▶ [EXERCISE AIM]: Wherever the string "indices" turns up in the data, copy the whole line.

▶ [SUPPLIED MATERIAL]:
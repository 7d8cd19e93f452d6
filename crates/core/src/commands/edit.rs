use itertools::Itertools;
use log::{info, warn};

use crate::descriptor::EditDescriptor;
use crate::error::{Error, Result};
use crate::index::{Index, IndexList};
use crate::model::RecordCollection;
use crate::record::Record;

use super::{check_bounds, CommandResult};

pub const COMMAND_WORD: &str = "edit";

pub const MESSAGE_USAGE: &str = "edit: Edits the applications at the given positions of \
the displayed list. Fields that are not given keep their value; a blank phone, email, \
address or remark clears it, and `t/` on its own clears all tags.\n\
Parameters: INDEX[,INDEX|START-END]... [n/NAME] [p/PHONE] [e/EMAIL] [a/ADDRESS] [r/REMARK] \
[s/STATUS] [t/TAG]...\n\
Example: edit 1 p/91234567 e/recruiting@acme.com\n\
Example: edit 1,3-4 s/rejected";

/// Edits the record at one position.
#[derive(Debug, Clone, PartialEq, Eq)]
pub struct EditCommand {
    index: Index,
    descriptor: EditDescriptor,
}

impl EditCommand {
    #[must_use]
    pub fn new(index: Index, descriptor: EditDescriptor) -> Self {
        Self { index, descriptor }
    }

    #[must_use]
    pub fn index(&self) -> Index {
        self.index
    }

    #[must_use]
    pub fn descriptor(&self) -> &EditDescriptor {
        &self.descriptor
    }

    pub(crate) fn execute(&self, model: &mut dyn RecordCollection) -> Result<CommandResult> {
        let target = {
            let displayed = model.displayed();
            check_bounds(&IndexList::from([self.index]), displayed.len())?;
            displayed[self.index.zero_based()].clone()
        };

        let edited = self.descriptor.apply_to(&target);

        if !target.is_same(&edited) && model.exists(&edited.name) {
            warn!("Edit would duplicate application `{}`", edited.name);
            return Err(Error::DuplicateRecord(edited.name.to_string()));
        }

        info!("Editing application {} at position {}", target.name, self.index);
        model.replace(&target, edited.clone());

        Ok(CommandResult::completed(format!(
            "Edited application: {edited}"
        )))
    }
}

/// Applies one descriptor to several positions, all or nothing.
#[derive(Debug, Clone, PartialEq, Eq)]
pub struct BatchEditCommand {
    indices: IndexList,
    descriptor: EditDescriptor,
}

impl BatchEditCommand {
    #[must_use]
    pub fn new(indices: IndexList, descriptor: EditDescriptor) -> Self {
        Self {
            indices,
            descriptor,
        }
    }

    #[must_use]
    pub fn indices(&self) -> &IndexList {
        &self.indices
    }

    #[must_use]
    pub fn descriptor(&self) -> &EditDescriptor {
        &self.descriptor
    }

    pub(crate) fn execute(&self, model: &mut dyn RecordCollection) -> Result<CommandResult> {
        let targets: Vec<(Index, Record)> = {
            let displayed = model.displayed();
            check_bounds(&self.indices, displayed.len())?;

            self.indices
                .iter()
                .sorted()
                .map(|index| (*index, displayed[index.zero_based()].clone()))
                .collect()
        };

        let edits: Vec<(Record, Record)> = targets
            .iter()
            .map(|(_, target)| (target.clone(), self.descriptor.apply_to(target)))
            .collect();

        ensure_no_collisions(model, &edits)?;

        for (target, edited) in &edits {
            model.replace(target, edited.clone());
        }

        info!("Edited {} applications in one batch", edits.len());

        let listing = targets
            .iter()
            .zip(&edits)
            .map(|((index, _), (_, edited))| format!("{index}. {edited}"))
            .join("\n");

        Ok(CommandResult::completed(format!(
            "Edited {} application(s):\n{listing}",
            edits.len()
        )))
    }
}

/// Checks that replacing every target with its edit leaves all identities
/// unique.
///
/// An edited record may take an identity held by one of the targets, since
/// that target is being replaced too; any clash among the edits themselves is
/// then caught by the pairwise check.
fn ensure_no_collisions(model: &dyn RecordCollection, edits: &[(Record, Record)]) -> Result<()> {
    for (i, (target, edited)) in edits.iter().enumerate() {
        let clashes_with_untouched = !target.is_same(edited)
            && model.exists(&edited.name)
            && !edits.iter().any(|(other, _)| other.is_same(edited));

        let clashes_with_batch = edits[i + 1..]
            .iter()
            .any(|(_, other_edited)| other_edited.is_same(edited));

        if clashes_with_untouched || clashes_with_batch {
            warn!("Batch edit would duplicate application `{}`", edited.name);
            return Err(Error::DuplicateRecord(edited.name.to_string()));
        }
    }

    Ok(())
}
use std::io::{stdin, IsTerminal};
use std::process::ExitCode;

use clap::Parser;
use jobtrack_cli::cli_args::Args;
use jobtrack_cli::confirmation::TerminalConfirmation;
use jobtrack_cli::session::Session;
use jobtrack_core::error::Result;
use jobtrack_core::model::RecordBook;
use jobtrack_core::{config, file_handling};
use log::{debug, info};

fn execute() -> Result<()> {
    let args = Args::parse();

    let data_path = config::get_data_path(&args.data_path);
    debug!("Data path: `{}`", data_path);

    let interactive = stdin().is_terminal();
    if !interactive {
        info!("Standard input is not a terminal, confirmations are approved automatically");
    }
    let confirmation =
        TerminalConfirmation::new(config::confirmation_config(args.yes, interactive));

    let records = file_handling::load_records(&data_path)?;
    info!("Loaded {} applications from `{}`", records.len(), data_path);

    let save_path = if args.skip_save {
        info!("Skipping save was specified. Not writing to `{data_path}`.");
        None
    } else {
        Some(data_path)
    };

    let mut session = Session::new(RecordBook::new(records), confirmation, save_path);

    match args.command_line() {
        Some(line) => session.run_once(&line),
        None => session.run_interactive(),
    }
}

fn main() -> ExitCode {
    env_logger::init();

    match execute() {
        Ok(()) => ExitCode::SUCCESS,
        Err(e) => {
            eprintln!("{e}");
            ExitCode::FAILURE
        }
    }
}
use std::fmt::{Display, Formatter};
use std::hash::{Hash, Hasher};

use crate::error::{Error, Result};

pub const MESSAGE_CONSTRAINTS: &str =
    "Names should contain at least one visible character and no control characters.";

/// The company or role name of an application; doubles as its identity.
///
/// Equality ignores letter case but not whitespace, so `Acme Corp` and
/// `acme corp` are the same application while `Acme  Corp` is not.
#[derive(Debug, Clone)]
pub struct Name(String);

#[must_use]
pub fn is_valid(text: &str) -> bool {
    !text.trim().is_empty() && !text.chars().any(char::is_control)
}

impl Name {
    /// # Errors
    ///
    /// Returns [`Error::InvalidName`] if the text is blank or contains
    /// control characters.
    pub fn parse(text: &str) -> Result<Self> {
        let text = text.trim();
        if !is_valid(text) {
            return Err(Error::InvalidName(text.to_string()));
        }
        Ok(Self(text.to_string()))
    }

    #[must_use]
    pub fn as_str(&self) -> &str {
        &self.0
    }
}

impl PartialEq for Name {
    fn eq(&self, other: &Self) -> bool {
        self.0.to_lowercase() == other.0.to_lowercase()
    }
}

impl Eq for Name {}

impl Hash for Name {
    fn hash<H: Hasher>(&self, state: &mut H) {
        self.0.to_lowercase().hash(state);
    }
}

impl Display for Name {
    fn fmt(&self, formatter: &mut Formatter<'_>) -> std::fmt::Result {
        formatter.write_str(&self.0)
    }
}
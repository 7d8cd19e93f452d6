use std::fmt::{Display, Formatter};

use crate::error::{Error, Result};

pub const MESSAGE_CONSTRAINTS: &str = "Phone numbers should only contain digits, \
optionally a leading `+` and single spaces between digit groups, with at least 3 digits.";

const MIN_DIGITS: usize = 3;

#[derive(Debug, Clone, PartialEq, Eq, Hash)]
pub struct Phone(String);

#[must_use]
pub fn is_valid(text: &str) -> bool {
    let digits = text.strip_prefix('+').unwrap_or(text);

    // Splitting on a single space yields an empty group for leading,
    // trailing or doubled spaces.
    let groups_ok = digits
        .split(' ')
        .all(|group| !group.is_empty() && group.chars().all(|c| c.is_ascii_digit()));

    groups_ok && digits.chars().filter(char::is_ascii_digit).count() >= MIN_DIGITS
}

impl Phone {
    /// Parses an optional phone number: blank text means no phone.
    ///
    /// # Errors
    ///
    /// Returns [`Error::InvalidPhone`] if non-blank text is not a phone number.
    pub fn parse_optional(text: &str) -> Result<Option<Self>> {
        let text = text.trim();
        if text.is_empty() {
            return Ok(None);
        }
        if !is_valid(text) {
            return Err(Error::InvalidPhone(text.to_string()));
        }
        Ok(Some(Self(text.to_string())))
    }

    #[must_use]
    pub fn as_str(&self) -> &str {
        &self.0
    }
}

impl Display for Phone {
    fn fmt(&self, formatter: &mut Formatter<'_>) -> std::fmt::Result {
        formatter.write_str(&self.0)
    }
}

#[cfg(test)]
mod tests {
    use super::*;

    #[test]
    fn test_valid_phones() {
        assert!(is_valid("911"));
        assert!(is_valid("+65 9123 4567"));
        assert!(is_valid("93121534"));
    }

    #[test]
    fn test_invalid_phones() {
        assert!(!is_valid("91"));
        assert!(!is_valid("+"));
        assert!(!is_valid("9312 1534 "));
        assert!(!is_valid("9312  1534"));
        assert!(!is_valid("phone"));
        assert!(!is_valid("9011p041"));
        assert!(!is_valid("++65 123"));
    }

    #[test]
    fn test_blank_phone_is_absent() {
        assert_eq!(Phone::parse_optional("  ").unwrap(), None);
        assert!(matches!(
            Phone::parse_optional("12"),
            Err(Error::InvalidPhone(_))
        ));
    }
}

▶ [TASK ANSWER]:
    indices: IndexList,
    pub fn new(indices: IndexList, descriptor: EditDescriptor) -> Self {
            indices,
    pub fn indices(&self) -> &IndexList {
        &self.indices
            check_bounds(&self.indices, displayed.len())?;
            self.indices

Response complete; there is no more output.